La réponse de Mark n’était pas précise, mais elle n’avait pas besoin de l’être ; je savais ce qu’il voulait et, même si c’était une expérience inédite pour moi, je l’avais souvent vue démontrée dans des vidéos sur internet. Sans hésiter, je me suis glissée le long du lit, soulevant déjà la verge molle de Mark au fur et à mesure que je descendais. En quelques secondes, elle était passée entre mes lèvres réceptives pour se loger dans ma bouche avide. Cette première expérience de sexe oral reposait davantage sur mon enthousiasme que sur mon talent, mais j’ai toujours appris vite et, suivant les indications de Mark, j’ai rapidement réussi à rendre son gros pénis à nouveau rigide et plus que prêt à l’action. Il paraissait énorme sous cet angle et j’étais terriblement tentée de le faire jouir — regarder ces filles dans les vidéos recevoir de puissantes giclées de sperme visqueux au visage et dans la bouche est un de mes fantasmes préférés — mais je savais que cela ne me procurerait pas l’orgasme plus intense que je désirais tant.

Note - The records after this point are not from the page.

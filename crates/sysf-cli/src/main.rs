use clap::{Parser, Subcommand};
use log::debug;
use smol_str::SmolStr;
use std::collections::HashMap;
use std::path::{Path, PathBuf};
use std::process::ExitCode;
use sysf_core::{Module, Span, Type};
use sysf_interp::{Evaluator, LlmConfig};
use sysf_typeck::TypeError;

#[derive(Parser)]
#[command(name = "sysf", about = "System F with data types and LLM functions")]
struct Cli {
    #[command(subcommand)]
    command: Command,
}

#[derive(Subcommand)]
enum Command {
    /// Parse a source file and print the surface AST
    Parse {
        /// Path to the source file
        file: PathBuf,
    },
    /// Elaborate and type-check a source file without running it
    Check {
        /// Path to the source file
        file: PathBuf,
    },
    /// Type-check and evaluate a source file
    Run {
        /// Path to the source file
        file: PathBuf,
        /// Declaration whose value is printed (defaults to `main`, or every
        /// declaration when there is no `main`)
        #[arg(long)]
        entry: Option<String>,
        /// Model used by LLM functions whose pragma names none
        #[arg(long)]
        model: Option<String>,
        /// Sampling temperature used by LLM functions whose pragma sets none
        #[arg(long)]
        temperature: Option<f64>,
    },
}

#[derive(Debug, thiserror::Error)]
enum CliError {
    #[error("could not read {}: {source}", .path.display())]
    Read {
        path: PathBuf,
        source: std::io::Error,
    },

    #[error("no declaration named {0}")]
    UnknownEntry(String),

    /// Diagnostics have already been written to stderr.
    #[error("aborting due to previous errors")]
    Reported,
}

type Result<T> = std::result::Result<T, CliError>;

fn main() -> ExitCode {
    env_logger::init();
    let cli = Cli::parse();

    let result = match cli.command {
        Command::Parse { file } => parse(&file),
        Command::Check { file } => check(&file),
        Command::Run {
            file,
            entry,
            model,
            temperature,
        } => {
            let mut config = LlmConfig::default();
            if let Some(model) = model {
                config.model = model;
            }
            if let Some(temperature) = temperature {
                config.temperature = temperature;
            }
            run(&file, entry.as_deref(), config)
        }
    };

    match result {
        Ok(()) => ExitCode::SUCCESS,
        Err(CliError::Reported) => ExitCode::FAILURE,
        Err(e) => {
            eprintln!("error: {}", e);
            ExitCode::FAILURE
        }
    }
}

fn read_file(file: &Path) -> Result<String> {
    std::fs::read_to_string(file).map_err(|source| CliError::Read {
        path: file.to_path_buf(),
        source,
    })
}

fn report(file: &Path, span: Span, kind: &str, message: impl std::fmt::Display) {
    eprintln!(
        "{}:{}:{}: {} error: {}",
        file.display(),
        span.start,
        span.end,
        kind,
        message
    );
}

fn parse(file: &Path) -> Result<()> {
    let source = read_file(file)?;
    let (module, errors) = sysf_parser::parse(&source);
    for error in &errors {
        report(file, error.span, "parse", &error.message);
    }

    print!("{}", sysf_ast::pretty_print(&module));

    if errors.is_empty() {
        Ok(())
    } else {
        Err(CliError::Reported)
    }
}

/// Parse and elaborate `file`, reporting every diagnostic.
fn load(file: &Path) -> Result<Module> {
    let source = read_file(file)?;
    let (surface, parse_errors) = sysf_parser::parse(&source);
    if !parse_errors.is_empty() {
        for error in &parse_errors {
            report(file, error.span, "parse", &error.message);
        }
        return Err(CliError::Reported);
    }

    let module = sysf_elab::elaborate(&surface);
    for warning in &module.warnings {
        eprintln!("{}: warning: {}", file.display(), warning);
    }
    if module.has_errors() {
        for error in &module.errors {
            report(file, error.span(), "elaboration", error);
        }
        return Err(CliError::Reported);
    }
    debug!("elaborated {} declarations", module.declarations.len());
    Ok(module)
}

fn type_check(file: &Path, module: &Module) -> Result<HashMap<SmolStr, Type>> {
    sysf_typeck::check_program(module).map_err(|e| {
        report(file, declaration_span(module, &e), "type", &e);
        CliError::Reported
    })
}

fn declaration_span(module: &Module, error: &TypeError) -> Span {
    error
        .declaration()
        .and_then(|name| module.term_declaration(name))
        .map(|decl| decl.span)
        .unwrap_or_default()
}

fn check(file: &Path) -> Result<()> {
    let module = load(file)?;
    let types = type_check(file, &module)?;
    for decl in module.term_declarations() {
        if let Some(ty) = types.get(&decl.name) {
            println!("{} : {}", decl.name, ty);
        }
    }
    println!("OK");
    Ok(())
}

fn run(file: &Path, entry: Option<&str>, config: LlmConfig) -> Result<()> {
    let module = load(file)?;
    type_check(file, &module)?;

    let entry = match entry {
        Some(name) if module.term_declaration(name).is_none() => {
            return Err(CliError::UnknownEntry(name.to_string()))
        }
        Some(name) => Some(name),
        None => module.term_declaration("main").map(|_| "main"),
    };

    let mut evaluator = Evaluator::new(&module).with_llm_config(config);
    for decl in module.term_declarations() {
        let value = match evaluator.evaluate_declaration(decl) {
            Ok(value) => value,
            Err(e) => {
                report(file, decl.span, "runtime", &e);
                return Err(CliError::Reported);
            }
        };
        match entry {
            Some(name) if decl.name == name => println!("{}", value),
            Some(_) => {}
            None => println!("{} = {}", decl.name, value),
        }
    }
    Ok(())
}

Quand j’ai été sûre que Mark était prêt à y aller, je suis remontée en vitesse sur le lit et me suis agenouillée, le visage posé sur l’oreiller, mon sexe enflammé et vulnérable offert à la vue de tous.

Mark riait en se plaçant derrière moi et, pendant les quelques instants qu’il prit pour guider le gland de son épais membre entre mes lèvres, il murmura : « Tiens, tiens, ça ne m’étonne pas ? » avant de s’enfoncer d’un seul coup violent. Notre première étreinte s’était terminée dans une sorte de frénésie, et cette fois-ci, elle commença de la même manière, mais parvint malgré tout à devenir encore plus passionnément violente avant de s’achever. Mark avait clairement compris mon manège : je n’avais aucun intérêt pour des ébats doux et convenables — je pouvais avoir ça à la maison avec mon mari dévoué — avec Mark, je voulais me comporter comme une salope et qu’il me traite comme telle ! Je ne fus pas déçue. Fort de la maîtrise de soi que lui avait permis notre précédente étreinte, Mark me pénétra comme un possédé, malaxant mes seins, me giflant les fesses et tirant sur mes cheveux en désordre tandis qu’il s’enfonçait en moi sans relâche.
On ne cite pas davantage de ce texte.